Last year, NC Republican Party Chairman Tom Fetzer filed complaints over undisclosed campaign flights. Perdue's campaign has since disclosed 31 flights and said the omissions were mistakes.
Fetzer received a letter today from Kim Strach, a deputy director at the elections board who is responsible for investigations. In her letter, which Fetzer released to the news media Wednesday, Strach wrote that the board is investigating Perdue.
"We have initiated an investigation into the allegations contained in your complaints and will advise you of our findings at the conclusion of our investigation," Strach wrote.
At a news conference today, Fetzer said he believes that Perdue, a Democrat, may have engaged in the same campaign finance practices as former Gov. Mike Easley, whose campaign was fined $100,000 over unreported flights.
Contributors testified at a hearing over Easley's finances that they gave large checks to the N.C. Democratic Party with the expectation that the money would be forwarded to Easley, an illegal scheme to subvert campaign finance limits.

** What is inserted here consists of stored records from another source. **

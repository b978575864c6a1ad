//! Rule-driven configuration loading.
//!
//! A [`ValidatedObject`] declares typed attributes and a list of [`Rule`]s.
//! [`ValidatedObject::load`] assigns values from a flat parameter bag,
//! coerces them to the declared [`TypeHint`], and applies the `default`,
//! `required` and `value` validators in that order. A failed validating
//! load restores every attribute.

pub mod coerce;
pub mod error;
pub mod object;
pub mod rule;
pub mod validator;
pub mod value;

pub use coerce::TypeHint;
pub use error::{ConfigError, Result};
pub use object::{AttributeError, ValidatedObject, ValidatedObjectBuilder};
pub use rule::{normalize, Callable, CallableError, Rule, RuleArg};
pub use validator::{ValidatorKind, REQUIRED_MESSAGE, VALUE_ALIASES};
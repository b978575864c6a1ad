fn main() {
    if let Ok(target) = std::env::var("TARGET") {
        println!("cargo:rustc-env=FRAMEBUS_BUILD_TARGET={target}");
    }
    println!("cargo:rerun-if-env-changed=TARGET");
}
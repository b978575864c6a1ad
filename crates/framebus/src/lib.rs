//! Request/reply and publish/subscribe messaging with rule-driven configuration.
//!
//! # Crate Structure
//!
//! - [`transport`]: `tcp://` and `ipc://` endpoints, listeners and streams
//! - [`frame`]: Length-prefixed frames with a frame kind
//! - [`endpoint`]: Server, clients and the JSON message model (behind `endpoint` feature)
//! - [`schema`]: Optional JSON Schema validation of requests (behind `schema` feature)
//! - [`config`]: Rule-driven parameter loading (behind `config` feature)

/// Re-export transport types.
pub mod transport {
    pub use framebus_transport::*;
}

/// Re-export frame types.
pub mod frame {
    pub use framebus_frame::*;
}

/// Re-export endpoint types (requires `endpoint` feature).
#[cfg(feature = "endpoint")]
pub mod endpoint {
    pub use framebus_endpoint::*;
}

/// Re-export schema types (requires `schema` feature).
#[cfg(feature = "schema")]
pub mod schema {
    pub use framebus_schema::*;
}

/// Re-export configuration types (requires `config` feature).
#[cfg(feature = "config")]
pub mod config {
    pub use framebus_config::*;
}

Fetzer released a list of 12 people who were subpoenaed in the board's hearing on Easley. Each of the 12 people have given to Easley, Perdue and the state Democratic Party.

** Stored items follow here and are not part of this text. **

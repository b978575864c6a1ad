use crate::message::Message;

/// Error type a request handler may return.
pub type HandlerError = Box<dyn std::error::Error + Send + Sync + 'static>;

/// Turns one request into its reply.
///
/// Runs on a blocking worker; a returned error or a panic becomes a
/// status-error reply carrying the error text.
pub trait RequestHandler: Send + Sync + 'static {
    fn handle(&self, request: Message) -> Result<Message, HandlerError>;
}

impl<F> RequestHandler for F
where
    F: Fn(Message) -> Result<Message, HandlerError> + Send + Sync + 'static,
{
    fn handle(&self, request: Message) -> Result<Message, HandlerError> {
        self(request)
    }
}

/// Best-effort text of a caught panic payload.
pub(crate) fn panic_text(payload: &(dyn std::any::Any + Send)) -> String {
    if let Some(text) = payload.downcast_ref::<&str>() {
        (*text).to_string()
    } else if let Some(text) = payload.downcast_ref::<String>() {
        text.clone()
    } else {
        "request handler panicked".to_string()
    }
}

"The fact that the activities of the Perdue Campaign mirror the violations of the Easley campaign, and in some cases involve the same corporate aircraft, indicates that an investigation of the Perdue Campaign as thorough as that of the Easley Campaign, is warranted and justified," Fetzer wrote in his letter to the board.
More Flights Reported By Bev Perdue Campaign
Gov. Beverly Perdue's campaign committee has reported another eight flights aboard private aircraft dating to 2000, according to information filed Thursday with the State Board of Elections.
Jack Trabucco, a retired Air Force officer who manages an aviation firm in New Bern, provided five flights between November 2000 and October 2005 totaling $1,878. All five were treated as in-kind contributions.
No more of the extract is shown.